Raja Bhagwant Rai was an 18th-century Khichi Rajput ruler of Asothar and Ghazipur in the Fatehpur District of the Indian state of Uttar Pradesh. He is known for his resistance against the Mughal Empire and for establishing an independent state throughout his reign.

==Background==
The Khichi family of Asothar is said to have been founded by Deogaj Singh. In 1543 he came from Khichiwara, better known as Raghogarh, in the central India state of Madhya Pradesh, and married the daughter of the Gautam Raja of Aijhi on the banks of the River Yamuna. Deogaj subsequently ruled those lands. Raja Bhagwant Rai was the son of Araru Singh, Deogaj's descendant. A man of ability and courage, Raja Bhagwant Rai held an effectively independent state for many years. He defeated the Mughal troops until he was killed in 1735, owing to the treachery of Chaudhri Durjan Singh of Kora. He was succeeded by his son, Rup Singh, who held his possessions in peace till his death in 1780, when he was followed by Bariar Singh.

==Patron of literature==
Raja Bhagwant Rai was a poet who wrote and sAng Dhrupad verses. He was a patron of literature, collecting minor celebrities, such as Bhudhar of Asothar, Shimbhunath Misr, and Shiam Lal of Jahanabad.

==Conflict with Mughals==
During the reign of Araru Singh and his son Bhagwant Rai, they rose to power and acquired a large estate, with headquarters at a new fort at Ghazipur district Fatehpur.

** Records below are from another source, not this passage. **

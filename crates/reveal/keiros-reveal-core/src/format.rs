//! Display formatting for counter values.
//!
//! Precedence when inferring from a target: percent suffix, then >= 100 000
//! (kilo), then >= 1 000 (grouped), then plain.

use serde::{Deserialize, Serialize};

const KILO_FROM: f64 = 100_000.0;
const GROUPED_FROM: f64 = 1_000.0;

fn default_decimals() -> u8 {
    2
}

#[derive(Clone, Debug, PartialEq, Eq, Serialize, Deserialize)]
#[serde(tag = "kind", rename_all = "snake_case")]
pub enum Formatter {
    /// Floor to an integer, append the suffix verbatim.
    Plain {
        #[serde(default)]
        suffix: String,
    },
    /// Fixed decimals followed by `%`.
    Percent {
        #[serde(default = "default_decimals")]
        decimals: u8,
    },
    /// Floor to an integer with `,` group separators, append the suffix.
    Thousands {
        #[serde(default)]
        suffix: String,
    },
    /// Divide by 1000, one decimal, `K`.
    Kilo,
}

impl Default for Formatter {
    fn default() -> Self {
        Formatter::Plain {
            suffix: String::new(),
        }
    }
}

impl Formatter {
    /// Pick the formatter for a counter ending at `end` with the page's `data-suffix`.
    pub fn infer(end: f64, suffix: &str) -> Self {
        if suffix == "%" {
            Formatter::Percent {
                decimals: default_decimals(),
            }
        } else if end >= KILO_FROM {
            Formatter::Kilo
        } else if end >= GROUPED_FROM {
            Formatter::Thousands {
                suffix: suffix.to_string(),
            }
        } else {
            Formatter::Plain {
                suffix: suffix.to_string(),
            }
        }
    }

    pub fn format(&self, value: f64) -> String {
        match self {
            Formatter::Plain { suffix } => format!("{}{}", floor_int(value), suffix),
            Formatter::Percent { decimals } => {
                format!("{:.*}%", usize::from(*decimals), value)
            }
            Formatter::Thousands { suffix } => {
                format!("{}{}", group_thousands(floor_int(value)), suffix)
            }
            Formatter::Kilo => format!("{:.1}K", value / 1000.0),
        }
    }
}

#[inline]
fn floor_int(value: f64) -> i64 {
    // Saturating cast; counters never leave the i64 range in practice.
    value.floor() as i64
}

/// `1234567` → `"1,234,567"` (en-US grouping).
pub fn group_thousands(n: i64) -> String {
    let digits = n.unsigned_abs().to_string();
    let mut out = String::with_capacity(digits.len() + digits.len() / 3 + 1);
    if n < 0 {
        out.push('-');
    }
    let lead = digits.len() % 3;
    for (i, ch) in digits.chars().enumerate() {
        if i != 0 && (i + 3 - lead) % 3 == 0 {
            out.push(',');
        }
        out.push(ch);
    }
    out
}

#[cfg(test)]
mod tests {
    use super::*;

    #[test]
    fn grouping() {
        assert_eq!(group_thousands(0), "0");
        assert_eq!(group_thousands(999), "999");
        assert_eq!(group_thousands(1000), "1,000");
        assert_eq!(group_thousands(1247), "1,247");
        assert_eq!(group_thousands(85234), "85,234");
        assert_eq!(group_thousands(1234567), "1,234,567");
        assert_eq!(group_thousands(-1234), "-1,234");
    }

    #[test]
    fn inference_precedence() {
        assert_eq!(
            Formatter::infer(99.97, "%"),
            Formatter::Percent { decimals: 2 }
        );
        // percent wins even for large targets
        assert_eq!(
            Formatter::infer(250_000.0, "%"),
            Formatter::Percent { decimals: 2 }
        );
        assert_eq!(Formatter::infer(150_000.0, "+"), Formatter::Kilo);
        assert_eq!(
            Formatter::infer(1247.0, "+"),
            Formatter::Thousands { suffix: "+".into() }
        );
        assert_eq!(
            Formatter::infer(485.0, ""),
            Formatter::Plain { suffix: "".into() }
        );
    }

    #[test]
    fn formatting_rules() {
        assert_eq!(Formatter::Percent { decimals: 2 }.format(99.97), "99.97%");
        assert_eq!(Formatter::Kilo.format(85234.0), "85.2K");
        assert_eq!(
            Formatter::Thousands { suffix: "".into() }.format(1247.9),
            "1,247"
        );
        assert_eq!(
            Formatter::Plain { suffix: "ms".into() }.format(485.6),
            "485ms"
        );
    }

    #[test]
    fn serde_shape() {
        let f: Formatter = serde_json::from_str(r#"{ "kind": "percent" }"#).unwrap();
        assert_eq!(f, Formatter::Percent { decimals: 2 });
        let f: Formatter = serde_json::from_str(r#"{ "kind": "kilo" }"#).unwrap();
        assert_eq!(f, Formatter::Kilo);
    }
}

It was then that the attention of the Mughal Government was attracted, when faujdar of Kara and Kora, Jan Nisar Khan, brother of the Wazir Qamr-ud-din, was killed by Khichar in 1734. A large army was brought from Delhi against Ghazipur and the fort was besieged, but Bhagwant Rai escaped and took refuge in Asothar. Eventually Qamr-ud-din abandoned the attempt and left Muhammad Khan Bangash to carry on the campaign, but Bhagwant Rai managed to get rid of him, it is said by a payment of money, and then recovered his power, getting the whole of Kora within his grasp. Bhagwant Rai attempted to further strengthen his position by calling in the aid of the Marathas & Maharaja Chhatrasal Bundela as well. In 1735 Saadat Ali Khan, the then Nawab of Awadh (Aoudh), took a large force against Ghazipur and a severe action ensued, the Khichar leader being at first successful defeating the significantly larger Army in a fierce Battle at Mudchaura near Ghazipur. It is said that after this battle, Bhagwant Rai and his nephew Bhawani Singh were killed by the treachery of Durjan Singh, Chaudhri of Kora.